*WORK ITEM:*
Each line from the first down to the one containing "pub category: &'a" should be returned exactly as it appears below.

*TASK MATERIAL:*

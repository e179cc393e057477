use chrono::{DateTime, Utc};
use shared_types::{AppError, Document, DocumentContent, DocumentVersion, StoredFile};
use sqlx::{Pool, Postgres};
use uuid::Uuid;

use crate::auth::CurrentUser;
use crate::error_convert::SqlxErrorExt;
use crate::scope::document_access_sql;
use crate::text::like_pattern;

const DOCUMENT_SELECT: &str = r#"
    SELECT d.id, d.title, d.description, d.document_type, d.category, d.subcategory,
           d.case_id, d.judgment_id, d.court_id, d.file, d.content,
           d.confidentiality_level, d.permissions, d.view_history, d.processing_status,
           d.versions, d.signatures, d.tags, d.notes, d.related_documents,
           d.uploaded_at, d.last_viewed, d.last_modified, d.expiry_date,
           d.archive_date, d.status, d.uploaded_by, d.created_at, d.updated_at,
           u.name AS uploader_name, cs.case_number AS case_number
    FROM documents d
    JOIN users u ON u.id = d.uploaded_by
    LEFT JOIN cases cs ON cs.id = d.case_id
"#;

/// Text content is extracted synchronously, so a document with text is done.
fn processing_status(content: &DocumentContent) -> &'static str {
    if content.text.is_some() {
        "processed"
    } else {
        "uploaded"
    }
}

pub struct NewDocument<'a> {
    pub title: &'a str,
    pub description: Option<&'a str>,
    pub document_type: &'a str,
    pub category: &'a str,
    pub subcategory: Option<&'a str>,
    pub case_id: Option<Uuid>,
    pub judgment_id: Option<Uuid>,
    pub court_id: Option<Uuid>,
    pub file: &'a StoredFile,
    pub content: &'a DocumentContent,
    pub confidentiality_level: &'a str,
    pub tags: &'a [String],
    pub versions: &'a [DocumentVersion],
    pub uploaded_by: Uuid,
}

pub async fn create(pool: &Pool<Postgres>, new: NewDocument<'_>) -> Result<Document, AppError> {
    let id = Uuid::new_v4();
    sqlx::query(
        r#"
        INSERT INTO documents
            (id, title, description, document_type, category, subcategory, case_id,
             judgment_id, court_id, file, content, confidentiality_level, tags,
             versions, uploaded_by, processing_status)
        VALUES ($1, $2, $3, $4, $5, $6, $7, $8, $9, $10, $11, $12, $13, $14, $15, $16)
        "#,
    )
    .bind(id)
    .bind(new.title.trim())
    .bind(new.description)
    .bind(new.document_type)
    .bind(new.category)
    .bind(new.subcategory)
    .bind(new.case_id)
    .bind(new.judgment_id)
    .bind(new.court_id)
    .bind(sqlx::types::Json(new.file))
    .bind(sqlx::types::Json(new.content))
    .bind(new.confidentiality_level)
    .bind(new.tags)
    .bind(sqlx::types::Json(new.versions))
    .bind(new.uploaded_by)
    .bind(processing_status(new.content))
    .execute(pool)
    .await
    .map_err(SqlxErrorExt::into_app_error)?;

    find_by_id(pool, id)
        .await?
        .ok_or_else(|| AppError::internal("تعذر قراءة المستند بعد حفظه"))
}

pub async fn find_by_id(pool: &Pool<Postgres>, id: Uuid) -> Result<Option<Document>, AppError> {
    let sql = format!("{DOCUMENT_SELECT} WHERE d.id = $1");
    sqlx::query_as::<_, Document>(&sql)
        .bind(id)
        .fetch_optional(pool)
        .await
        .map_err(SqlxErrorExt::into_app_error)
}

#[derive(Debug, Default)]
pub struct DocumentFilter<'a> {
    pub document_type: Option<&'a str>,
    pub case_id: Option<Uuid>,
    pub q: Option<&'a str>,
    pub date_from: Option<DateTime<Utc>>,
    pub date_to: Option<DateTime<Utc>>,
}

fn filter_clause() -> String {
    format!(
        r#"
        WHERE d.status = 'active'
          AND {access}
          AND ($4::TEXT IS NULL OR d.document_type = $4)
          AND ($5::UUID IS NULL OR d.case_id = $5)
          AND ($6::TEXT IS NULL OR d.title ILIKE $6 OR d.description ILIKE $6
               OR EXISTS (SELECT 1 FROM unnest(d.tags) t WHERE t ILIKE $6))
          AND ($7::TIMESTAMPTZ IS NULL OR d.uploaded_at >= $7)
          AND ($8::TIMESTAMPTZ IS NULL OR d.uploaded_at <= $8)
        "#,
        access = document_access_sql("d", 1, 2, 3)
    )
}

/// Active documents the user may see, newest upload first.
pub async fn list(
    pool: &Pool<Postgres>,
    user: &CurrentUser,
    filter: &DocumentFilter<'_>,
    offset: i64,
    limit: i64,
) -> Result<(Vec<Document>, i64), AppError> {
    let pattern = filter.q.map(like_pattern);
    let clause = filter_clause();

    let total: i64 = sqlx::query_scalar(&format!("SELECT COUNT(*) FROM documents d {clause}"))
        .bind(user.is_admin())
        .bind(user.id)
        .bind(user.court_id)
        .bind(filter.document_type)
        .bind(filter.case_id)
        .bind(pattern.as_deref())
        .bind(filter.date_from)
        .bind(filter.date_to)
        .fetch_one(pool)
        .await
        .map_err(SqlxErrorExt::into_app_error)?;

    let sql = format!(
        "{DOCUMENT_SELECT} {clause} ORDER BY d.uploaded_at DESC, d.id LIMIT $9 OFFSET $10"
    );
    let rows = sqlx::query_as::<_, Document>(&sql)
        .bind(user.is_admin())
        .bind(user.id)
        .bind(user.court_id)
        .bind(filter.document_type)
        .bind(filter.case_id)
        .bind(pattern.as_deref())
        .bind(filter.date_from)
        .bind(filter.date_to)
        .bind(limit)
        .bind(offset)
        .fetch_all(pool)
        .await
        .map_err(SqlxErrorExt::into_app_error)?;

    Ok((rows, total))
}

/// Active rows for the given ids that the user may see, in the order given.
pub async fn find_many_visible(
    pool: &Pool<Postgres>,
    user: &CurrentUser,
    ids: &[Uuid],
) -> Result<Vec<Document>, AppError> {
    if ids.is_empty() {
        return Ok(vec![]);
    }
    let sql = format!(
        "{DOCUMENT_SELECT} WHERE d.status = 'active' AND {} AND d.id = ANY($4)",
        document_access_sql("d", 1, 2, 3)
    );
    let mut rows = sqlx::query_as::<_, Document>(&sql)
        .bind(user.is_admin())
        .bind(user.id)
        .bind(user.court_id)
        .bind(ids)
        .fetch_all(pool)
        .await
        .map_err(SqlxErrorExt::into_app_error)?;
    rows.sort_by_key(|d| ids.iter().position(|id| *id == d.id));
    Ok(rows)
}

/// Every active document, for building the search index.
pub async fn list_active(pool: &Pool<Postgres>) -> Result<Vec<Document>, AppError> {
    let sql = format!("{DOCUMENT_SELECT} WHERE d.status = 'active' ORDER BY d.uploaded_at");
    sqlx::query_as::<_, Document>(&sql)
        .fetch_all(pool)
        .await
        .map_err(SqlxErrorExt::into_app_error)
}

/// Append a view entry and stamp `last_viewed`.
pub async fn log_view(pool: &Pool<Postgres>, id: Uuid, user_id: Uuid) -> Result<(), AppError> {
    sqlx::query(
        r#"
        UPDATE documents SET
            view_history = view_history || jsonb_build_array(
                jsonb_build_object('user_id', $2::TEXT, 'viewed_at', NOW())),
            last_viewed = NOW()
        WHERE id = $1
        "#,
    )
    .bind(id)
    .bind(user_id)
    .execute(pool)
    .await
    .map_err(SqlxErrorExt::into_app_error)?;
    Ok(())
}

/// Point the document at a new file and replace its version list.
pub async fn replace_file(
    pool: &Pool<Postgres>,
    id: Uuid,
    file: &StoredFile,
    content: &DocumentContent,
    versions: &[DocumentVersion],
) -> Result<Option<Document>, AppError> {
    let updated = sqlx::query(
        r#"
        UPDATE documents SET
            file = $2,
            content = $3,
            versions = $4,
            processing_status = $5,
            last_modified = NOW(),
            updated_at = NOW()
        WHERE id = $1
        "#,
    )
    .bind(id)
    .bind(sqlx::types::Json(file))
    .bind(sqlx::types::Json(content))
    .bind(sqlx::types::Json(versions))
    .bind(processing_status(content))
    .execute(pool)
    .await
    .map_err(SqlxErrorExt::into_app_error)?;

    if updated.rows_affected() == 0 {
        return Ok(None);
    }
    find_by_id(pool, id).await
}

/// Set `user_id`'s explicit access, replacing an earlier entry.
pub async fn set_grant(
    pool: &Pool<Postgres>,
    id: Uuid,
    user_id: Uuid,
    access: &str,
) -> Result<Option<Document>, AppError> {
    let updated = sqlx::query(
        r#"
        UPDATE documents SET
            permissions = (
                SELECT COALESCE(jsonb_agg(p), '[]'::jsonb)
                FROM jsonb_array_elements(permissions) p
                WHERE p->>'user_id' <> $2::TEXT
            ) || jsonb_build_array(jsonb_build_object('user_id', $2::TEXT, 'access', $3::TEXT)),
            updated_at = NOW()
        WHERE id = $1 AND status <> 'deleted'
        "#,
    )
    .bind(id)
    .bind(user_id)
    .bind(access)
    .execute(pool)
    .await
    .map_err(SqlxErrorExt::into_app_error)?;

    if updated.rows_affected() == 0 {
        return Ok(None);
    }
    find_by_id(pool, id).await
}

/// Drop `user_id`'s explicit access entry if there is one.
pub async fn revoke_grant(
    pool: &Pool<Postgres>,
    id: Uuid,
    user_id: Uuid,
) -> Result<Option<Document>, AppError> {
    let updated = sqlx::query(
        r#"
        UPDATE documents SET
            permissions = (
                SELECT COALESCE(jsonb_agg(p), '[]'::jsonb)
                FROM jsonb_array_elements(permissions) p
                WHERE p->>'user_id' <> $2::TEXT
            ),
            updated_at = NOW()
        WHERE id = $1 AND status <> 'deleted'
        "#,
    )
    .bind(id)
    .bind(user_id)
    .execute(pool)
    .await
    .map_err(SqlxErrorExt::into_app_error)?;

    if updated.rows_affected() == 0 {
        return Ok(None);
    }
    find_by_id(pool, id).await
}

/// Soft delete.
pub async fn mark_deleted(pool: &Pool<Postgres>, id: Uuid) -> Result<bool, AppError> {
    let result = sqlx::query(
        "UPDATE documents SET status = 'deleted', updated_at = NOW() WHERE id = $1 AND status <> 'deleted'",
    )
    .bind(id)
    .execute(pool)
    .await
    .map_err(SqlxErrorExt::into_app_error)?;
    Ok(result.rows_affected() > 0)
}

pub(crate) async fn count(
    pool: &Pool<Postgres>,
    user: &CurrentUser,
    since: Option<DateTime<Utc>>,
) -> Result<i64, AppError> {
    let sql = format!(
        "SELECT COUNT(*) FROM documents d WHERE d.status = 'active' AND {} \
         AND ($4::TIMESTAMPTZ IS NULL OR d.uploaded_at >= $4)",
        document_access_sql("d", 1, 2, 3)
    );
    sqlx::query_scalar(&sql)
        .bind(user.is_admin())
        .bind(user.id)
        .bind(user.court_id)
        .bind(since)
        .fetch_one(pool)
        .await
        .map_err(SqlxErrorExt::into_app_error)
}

*COMPLETED EXERCISE:*
repository e179cc393e057477
use chrono::{DateTime, Utc};
use shared_types::{AppError, Document, DocumentContent, DocumentVersion, StoredFile};
use sqlx::{Pool, Postgres};
use uuid::Uuid;

use crate::auth::CurrentUser;
use crate::error_convert::SqlxErrorExt;
use crate::scope::document_access_sql;
use crate::text::like_pattern;

const DOCUMENT_SELECT: &str = r#"
    SELECT d.id, d.title, d.description, d.document_type, d.category, d.subcategory,
           d.case_id, d.judgment_id, d.court_id, d.file, d.content,
           d.confidentiality_level, d.permissions, d.view_history, d.processing_status,
           d.versions, d.signatures, d.tags, d.notes, d.related_documents,
           d.uploaded_at, d.last_viewed, d.last_modified, d.expiry_date,
           d.archive_date, d.status, d.uploaded_by, d.created_at, d.updated_at,
           u.name AS uploader_name, cs.case_number AS case_number
    FROM documents d
    JOIN users u ON u.id = d.uploaded_by
    LEFT JOIN cases cs ON cs.id = d.case_id
"#;

/// Text content is extracted synchronously, so a document with text is done.
fn processing_status(content: &DocumentContent) -> &'static str {
    if content.text.is_some() {
        "processed"
    } else {
        "uploaded"
    }
}

pub struct NewDocument<'a> {
    pub title: &'a str,
    pub description: Option<&'a str>,
    pub document_type: &'a str,
    pub category: &'a str,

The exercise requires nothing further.